What Are You Going Through
- First edition cover
- Author: Sigrid Nunez
- Language: English
- Publisher: Riverhead Books
- Publication date: September 8, 2020
- Publication place: United States
- Pages: 224
- ISBN: 978-0593191415

= What Are You Going Through =

2020 novel by American writer Sigrid Nunez

What Are You Going Through is a 2020 novel by the American writer Sigrid Nunez published by Riverhead Books. Its exploration of friendship, life and death received mostly positive reviews.

It was adapted as the film The Room Next Door (2024) by Spanish filmmaker Pedro Almodóvar. It is his first film to be made in English.

==Background and writing==
The novel's title comes from an essay by French writer Simone Weil from her book Waiting For God. The novel was published in 2020 during the COVID-19 pandemic, though Nunez had completed the writing before the pandemic began.

Like her earlier book, The Friend (2018), the book involves a suicide; a terminally ill woman decides to end her life on her own terms. Despite the difficulty of the themes explored in her books, Nunez deliberately includes comedic moments throughout her work. She has said "when [comedy is] left out of a work, something essential is missing."

==Reception==
===Critical reception===
Heller McAlpin, writing for NPR, praised the novel as a "[...] deeply humane reminder of the great solace of both companionship and literature". Critics compared the book favorably to Nunez's The Friend. McAlpin referred to the book as a "worthy followup" and "companion piece" to the 2018 book. Dwight Garner, writing for The New York Times, made a similar comparison, and praised the book as "[...] as good as 'The Friend,' if not better."

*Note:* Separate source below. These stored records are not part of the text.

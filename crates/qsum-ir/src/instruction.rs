//! Circuit instructions combining gates with operands.

use serde::{Deserialize, Serialize};

use crate::error::{IrError, IrResult};
use crate::gate::{Gate, StandardGate};
use crate::qubit::{ClbitId, QubitId};

/// The kind of instruction in a circuit.
#[derive(Debug, Clone, PartialEq, Serialize, Deserialize)]
pub enum InstructionKind {
    /// A quantum gate operation.
    Gate(Gate),
    /// Measurement operation.
    Measure,
    /// Barrier (synchronization point).
    Barrier,
}

/// A complete instruction with operands.
#[derive(Debug, Clone, PartialEq, Serialize, Deserialize)]
pub struct Instruction {
    /// The kind of instruction.
    pub kind: InstructionKind,
    /// Qubits this instruction operates on.
    pub qubits: Vec<QubitId>,
    /// Classical bits this instruction operates on (for measure).
    pub clbits: Vec<ClbitId>,
}

impl Instruction {
    /// Create a gate instruction.
    pub fn gate(gate: impl Into<Gate>, qubits: impl IntoIterator<Item = QubitId>) -> Self {
        Self {
            kind: InstructionKind::Gate(gate.into()),
            qubits: qubits.into_iter().collect(),
            clbits: vec![],
        }
    }

    /// Create a single-qubit gate instruction.
    pub fn single_qubit_gate(gate: StandardGate, qubit: QubitId) -> Self {
        Self::gate(gate, [qubit])
    }

    /// Create a two-qubit gate instruction.
    pub fn two_qubit_gate(gate: StandardGate, q1: QubitId, q2: QubitId) -> Self {
        Self::gate(gate, [q1, q2])
    }

    /// Create a gate with extra controls: `controls` first, then `targets`.
    pub fn controlled_gate(
        gate: StandardGate,
        controls: impl IntoIterator<Item = QubitId>,
        targets: impl IntoIterator<Item = QubitId>,
    ) -> Self {
        let mut qubits: Vec<QubitId> = controls.into_iter().collect();
        let num_ctrl = u32::try_from(qubits.len()).unwrap_or(u32::MAX);
        qubits.extend(targets);
        Self {
            kind: InstructionKind::Gate(Gate::multi_controlled(gate, num_ctrl)),
            qubits,
            clbits: vec![],
        }
    }

    /// Create a measurement instruction.
    pub fn measure(qubit: QubitId, clbit: ClbitId) -> Self {
        Self {
            kind: InstructionKind::Measure,
            qubits: vec![qubit],
            clbits: vec![clbit],
        }
    }

    /// Create a multi-qubit measurement instruction.
    ///
    /// Returns an error if the number of qubits and classical bits do not match.
    pub fn measure_all(
        qubits: impl IntoIterator<Item = QubitId>,
        clbits: impl IntoIterator<Item = ClbitId>,
    ) -> IrResult<Self> {
        let qubits: Vec<_> = qubits.into_iter().collect();
        let clbits: Vec<_> = clbits.into_iter().collect();
        if qubits.len() != clbits.len() {
            return Err(IrError::InvalidDag(format!(
                "measure_all: qubit count ({}) does not match clbit count ({})",
                qubits.len(),
                clbits.len(),
            )));
        }
        Ok(Self {
            kind: InstructionKind::Measure,
            qubits,
            clbits,
        })
    }

    /// Create a barrier instruction.
    pub fn barrier(qubits: impl IntoIterator<Item = QubitId>) -> Self {
        Self {
            kind: InstructionKind::Barrier,
            qubits: qubits.into_iter().collect(),
            clbits: vec![],
        }
    }

    /// Check if this is a gate instruction.
    pub fn is_gate(&self) -> bool {
        matches!(self.kind, InstructionKind::Gate(_))
    }

    /// Check if this is a measurement.
    pub fn is_measure(&self) -> bool {
        matches!(self.kind, InstructionKind::Measure)
    }

    /// Check if this is a barrier.
    pub fn is_barrier(&self) -> bool {
        matches!(self.kind, InstructionKind::Barrier)
    }

    /// Get the gate if this is a gate instruction.
    pub fn as_gate(&self) -> Option<&Gate> {
        match &self.kind {
            InstructionKind::Gate(g) => Some(g),
            _ => None,
        }
    }

    /// Get the name of the instruction.
    pub fn name(&self) -> &str {
        match &self.kind {
            InstructionKind::Gate(g) => g.name(),
            InstructionKind::Measure => "measure",
            InstructionKind::Barrier => "barrier",
        }
    }

    /// Rewrite every qubit operand through `map`.
    #[must_use]
    pub fn remap(&self, map: impl Fn(QubitId) -> QubitId) -> Self {
        Self {
            kind: self.kind.clone(),
            qubits: self.qubits.iter().map(|&q| map(q)).collect(),
            clbits: self.clbits.clone(),
        }
    }
}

Joan Frank of The Washington Post notes that, "One's moved by the scope and pith of this novel's ambition, as it addresses our biggest questions by naming the particular — the way the dying recited what mattered to them in Wim Wenders's iconic film Wings of Desire. But most striking may be how Nunez's narrator transfigures, through deepening compassion, from a wry, circumspect observer into someone raked raw with hapless love for her vanishing friend [...] Still, it's the here-and-now of What Are You Going Through that spears us, its chorale-like testimonies, their preemptive requiem."

Anri Wheeler of The Boston Globe concludes by saying, "In the end, Nunez leaves some of the reader's biggest questions unanswered. What matters, as with Weil's question that opens the book, is the asking. In doing so, meaning is made. The narrator, and in turn the reader, are transformed."

== Film adaptation ==

What Are You Going Through was made into a film renamed The Room Next Door. It is written and directed by Spanish filmmaker Pedro Almodóvar in his English-language full-length debut. It stars Tilda Swinton and Julianne Moore alongside John Turturro and Alessandro Nivola. It was awarded the Golden Lion, the top prize of the Venice Film Festival.